Stored data:
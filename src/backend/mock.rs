//! Mock backend implementation for unit testing.
//!
//! Records every boundary call and supports failure injection, so the
//! settings/preset flows can be exercised without a driver or disk.
//!
//! # Example
//!
//! ```rust,ignore
//! use zrgb::backend::mock::{MockBackend, Operation};
//! use zrgb::backend::LightingBackend;
//! use zrgb::layout::DeviceKind;
//!
//! let mock = MockBackend::legion_go();
//! mock.set_zoned_rgb(DeviceKind::LegionGo, &timeline).unwrap();
//! assert_eq!(mock.zoned_applies().len(), 1);
//! ```

use std::collections::BTreeMap;
use std::sync::Mutex;

use tracing::trace;

use super::{AppliedConfig, DeviceCapabilities, LightingBackend, SettingsStore};
use crate::error::{LightError, Result};
use crate::layout::DeviceKind;
use crate::settings::SettingsData;
use crate::timeline::CustomRgbConfig;

/// Recorded boundary call for assertions.
#[derive(Debug, Clone, PartialEq)]
pub enum Operation {
    ApplyConfiguration(AppliedConfig),
    SetZonedRgb {
        device: DeviceKind,
        timeline: CustomRgbConfig,
    },
    LoadSettings,
    SaveSettings,
    LoadPresets {
        device: DeviceKind,
    },
    SavePreset {
        device: DeviceKind,
        name: String,
    },
    DeletePreset {
        device: DeviceKind,
        name: String,
    },
}

/// Mock implementation of both boundary traits.
///
/// Settings and presets live in memory; the operation log captures calls in
/// order. `fail_next` makes the next boundary call fail once, for testing
/// the no-partial-mutation rules.
pub struct MockBackend {
    device: DeviceKind,
    operations: Mutex<Vec<Operation>>,
    fail_next: Mutex<Option<String>>,
    settings: Mutex<Option<SettingsData>>,
    presets: Mutex<BTreeMap<String, CustomRgbConfig>>,
}

impl MockBackend {
    pub fn new(device: DeviceKind) -> Self {
        Self {
            device,
            operations: Mutex::new(Vec::new()),
            fail_next: Mutex::new(None),
            settings: Mutex::new(None),
            presets: Mutex::new(BTreeMap::new()),
        }
    }

    pub fn legion_go() -> Self {
        Self::new(DeviceKind::LegionGo)
    }

    pub fn rog_ally() -> Self {
        Self::new(DeviceKind::RogAlly)
    }

    pub fn msi_claw() -> Self {
        Self::new(DeviceKind::MsiClaw)
    }

    /// Make the next boundary call fail with `reason`.
    pub fn inject_failure(&self, reason: &str) {
        *self.fail_next.lock().unwrap() = Some(reason.to_string());
    }

    /// Seed the in-memory preset dict directly (bypassing the log).
    pub fn seed_preset(&self, name: &str, config: CustomRgbConfig) {
        self.presets
            .lock()
            .unwrap()
            .insert(name.to_string(), config);
    }

    /// Seed stored settings directly.
    pub fn seed_settings(&self, data: SettingsData) {
        *self.settings.lock().unwrap() = Some(data);
    }

    /// Everything recorded so far, in call order.
    pub fn operations(&self) -> Vec<Operation> {
        self.operations.lock().unwrap().clone()
    }

    pub fn clear_operations(&self) {
        self.operations.lock().unwrap().clear();
    }

    /// Timelines received by `set_zoned_rgb`, in call order.
    pub fn zoned_applies(&self) -> Vec<CustomRgbConfig> {
        self.operations
            .lock()
            .unwrap()
            .iter()
            .filter_map(|op| match op {
                Operation::SetZonedRgb { timeline, .. } => Some(timeline.clone()),
                _ => None,
            })
            .collect()
    }

    /// Names currently in the stored preset dict.
    pub fn stored_preset_names(&self) -> Vec<String> {
        self.presets.lock().unwrap().keys().cloned().collect()
    }

    /// The settings tree most recently saved, if any.
    pub fn stored_settings(&self) -> Option<SettingsData> {
        self.settings.lock().unwrap().clone()
    }

    fn record(&self, op: Operation) {
        trace!(?op, "Mock backend call");
        self.operations.lock().unwrap().push(op);
    }

    fn check_failure(&self) -> Result<()> {
        if let Some(reason) = self.fail_next.lock().unwrap().take() {
            return Err(LightError::Backend(reason));
        }
        Ok(())
    }
}

impl LightingBackend for MockBackend {
    fn capabilities(&self) -> DeviceCapabilities {
        DeviceCapabilities::for_device(self.device)
    }

    fn apply_configuration(&self, config: &AppliedConfig) -> Result<()> {
        self.record(Operation::ApplyConfiguration(*config));
        self.check_failure()
    }

    fn set_zoned_rgb(&self, device: DeviceKind, timeline: &CustomRgbConfig) -> Result<()> {
        self.record(Operation::SetZonedRgb {
            device,
            timeline: timeline.clone(),
        });
        self.check_failure()
    }
}

impl SettingsStore for MockBackend {
    fn load_settings(&self) -> Result<SettingsData> {
        self.record(Operation::LoadSettings);
        self.check_failure()?;
        Ok(self
            .settings
            .lock()
            .unwrap()
            .clone()
            .unwrap_or_default())
    }

    fn save_settings(&self, data: &SettingsData) -> Result<()> {
        self.record(Operation::SaveSettings);
        self.check_failure()?;
        *self.settings.lock().unwrap() = Some(data.clone());
        Ok(())
    }

    fn load_presets(&self, device: DeviceKind) -> Result<BTreeMap<String, CustomRgbConfig>> {
        self.record(Operation::LoadPresets { device });
        self.check_failure()?;
        Ok(self.presets.lock().unwrap().clone())
    }

    fn save_preset(&self, device: DeviceKind, name: &str, config: &CustomRgbConfig) -> Result<()> {
        self.record(Operation::SavePreset {
            device,
            name: name.to_string(),
        });
        self.check_failure()?;
        self.presets
            .lock()
            .unwrap()
            .insert(name.to_string(), config.clone());
        Ok(())
    }

    fn delete_preset(&self, device: DeviceKind, name: &str) -> Result<()> {
        self.record(Operation::DeletePreset {
            device,
            name: name.to_string(),
        });
        self.check_failure()?;
        self.presets.lock().unwrap().remove(name);
        Ok(())
    }
}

Prompt: Complete, exact output of the records is expected.

Answer box:
filename src/backend/mock.rs
//! Mock backend implementation for unit testing.
//!
//! Records every boundary call and supports failure injection, so the
//! settings/preset flows can be exercised without a driver or disk.
//!
//! # Example
//!
//! ```rust,ignore
//! use zrgb::backend::mock::{MockBackend, Operation};
//! use zrgb::backend::LightingBackend;
//! use zrgb::layout::DeviceKind;
//!
//! let mock = MockBackend::legion_go();
//! mock.set_zoned_rgb(DeviceKind::LegionGo, &timeline).unwrap();
//! assert_eq!(mock.zoned_applies().len(), 1);
//! ```

use std::collections::BTreeMap;
use std::sync::Mutex;

use tracing::trace;

use super::{AppliedConfig, DeviceCapabilities, LightingBackend, SettingsStore};
use crate::error::{LightError, Result};
use crate::layout::DeviceKind;
use crate::settings::SettingsData;
use crate::timeline::CustomRgbConfig;

/// Recorded boundary call for assertions.
#[derive(Debug, Clone, PartialEq)]
pub enum Operation {
    ApplyConfiguration(AppliedConfig),
    SetZonedRgb {
        device: DeviceKind,
        timeline: CustomRgbConfig,
    },
    LoadSettings,
    SaveSettings,
    LoadPresets {
        device: DeviceKind,
    },
    SavePreset {
        device: DeviceKind,
        name: String,
    },
    DeletePreset {
        device: DeviceKind,
        name: String,
    },
}

/// Mock implementation of both boundary traits.
///
/// Settings and presets live in memory; the operation log captures calls in
/// order. `fail_next` makes the next boundary call fail once, for testing
/// the no-partial-mutation rules.
pub struct MockBackend {
    device: DeviceKind,
    operations: Mutex<Vec<Operation>>,
    fail_next: Mutex<Option<String>>,
    settings: Mutex<Option<SettingsData>>,
    presets: Mutex<BTreeMap<String, CustomRgbConfig>>,
}

impl MockBackend {
    pub fn new(device: DeviceKind) -> Self {
        Self {
            device,
            operations: Mutex::new(Vec::new()),
            fail_next: Mutex::new(None),
            settings: Mutex::new(None),
            presets: Mutex::new(BTreeMap::new()),
        }
    }

    pub fn legion_go() -> Self {
        Self::new(DeviceKind::LegionGo)
    }

    pub fn rog_ally() -> Self {
        Self::new(DeviceKind::RogAlly)
    }

    pub fn msi_claw() -> Self {
        Self::new(DeviceKind::MsiClaw)
    }

    /// Make the next boundary call fail with `reason`.
    pub fn inject_failure(&self, reason: &str) {
        *self.fail_next.lock().unwrap() = Some(reason.to_string());
    }

    /// Seed the in-memory preset dict directly (bypassing the log).
    pub fn seed_preset(&self, name: &str, config: CustomRgbConfig) {
        self.presets
            .lock()
            .unwrap()
            .insert(name.to_string(), config);
    }

    /// Seed stored settings directly.
    pub fn seed_settings(&self, data: SettingsData) {
        *self.settings.lock().unwrap() = Some(data);
    }

    /// Everything recorded so far, in call order.
    pub fn operations(&self) -> Vec<Operation> {
        self.operations.lock().unwrap().clone()
    }

    pub fn clear_operations(&self) {
        self.operations.lock().unwrap().clear();
    }

    /// Timelines received by `set_zoned_rgb`, in call order.
    pub fn zoned_applies(&self) -> Vec<CustomRgbConfig> {
        self.operations
            .lock()
            .unwrap()
            .iter()
            .filter_map(|op| match op {
                Operation::SetZonedRgb { timeline, .. } => Some(timeline.clone()),
                _ => None,
            })
            .collect()
    }

    /// Names currently in the stored preset dict.
    pub fn stored_preset_names(&self) -> Vec<String> {
        self.presets.lock().unwrap().keys().cloned().collect()
    }

    /// The settings tree most recently saved, if any.
    pub fn stored_settings(&self) -> Option<SettingsData> {
        self.settings.lock().unwrap().clone()
    }

    fn record(&self, op: Operation) {
        trace!(?op, "Mock backend call");
        self.operations.lock().unwrap().push(op);
    }

    fn check_failure(&self) -> Result<()> {
        if let Some(reason) = self.fail_next.lock().unwrap().take() {
            return Err(LightError::Backend(reason));
        }
        Ok(())
    }
}

impl LightingBackend for MockBackend {
    fn capabilities(&self) -> DeviceCapabilities {
        DeviceCapabilities::for_device(self.device)
    }

    fn apply_configuration(&self, config: &AppliedConfig) -> Result<()> {
        self.record(Operation::ApplyConfiguration(*config));
        self.check_failure()
    }

    fn set_zoned_rgb(&self, device: DeviceKind, timeline: &CustomRgbConfig) -> Result<()> {
        self.record(Operation::SetZonedRgb {
            device,
            timeline: timeline.clone(),
        });
        self.check_failure()
    }
}

impl SettingsStore for MockBackend {
    fn load_settings(&self) -> Result<SettingsData> {
        self.record(Operation::LoadSettings);
        self.check_failure()?;
        Ok(self
            .settings
            .lock()
            .unwrap()
            .clone()
            .unwrap_or_default())
    }

    fn save_settings(&self, data: &SettingsData) -> Result<()> {
        self.record(Operation::SaveSettings);
        self.check_failure()?;
        *self.settings.lock().unwrap() = Some(data.clone());
        Ok(())
    }

    fn load_presets(&self, device: DeviceKind) -> Result<BTreeMap<String, CustomRgbConfig>> {
        self.record(Operation::LoadPresets { device });
        self.check_failure()?;
        Ok(self.presets.lock().unwrap().clone())
    }

    fn save_preset(&self, device: DeviceKind, name: &str, config: &CustomRgbConfig) -> Result<()> {
        self.record(Operation::SavePreset {
            device,
            name: name.to_string(),
        });
        self.check_failure()?;
        self.presets
            .lock()
            .unwrap()
            .insert(name.to_string(), config.clone());
        Ok(())
    }

    fn delete_preset(&self, device: DeviceKind, name: &str) -> Result<()> {
        self.record(Operation::DeletePreset {
            device,
            name: name.to_string(),
        });
        self.check_failure()?;
        self.presets.lock().unwrap().remove(name);
        Ok(())
    }
}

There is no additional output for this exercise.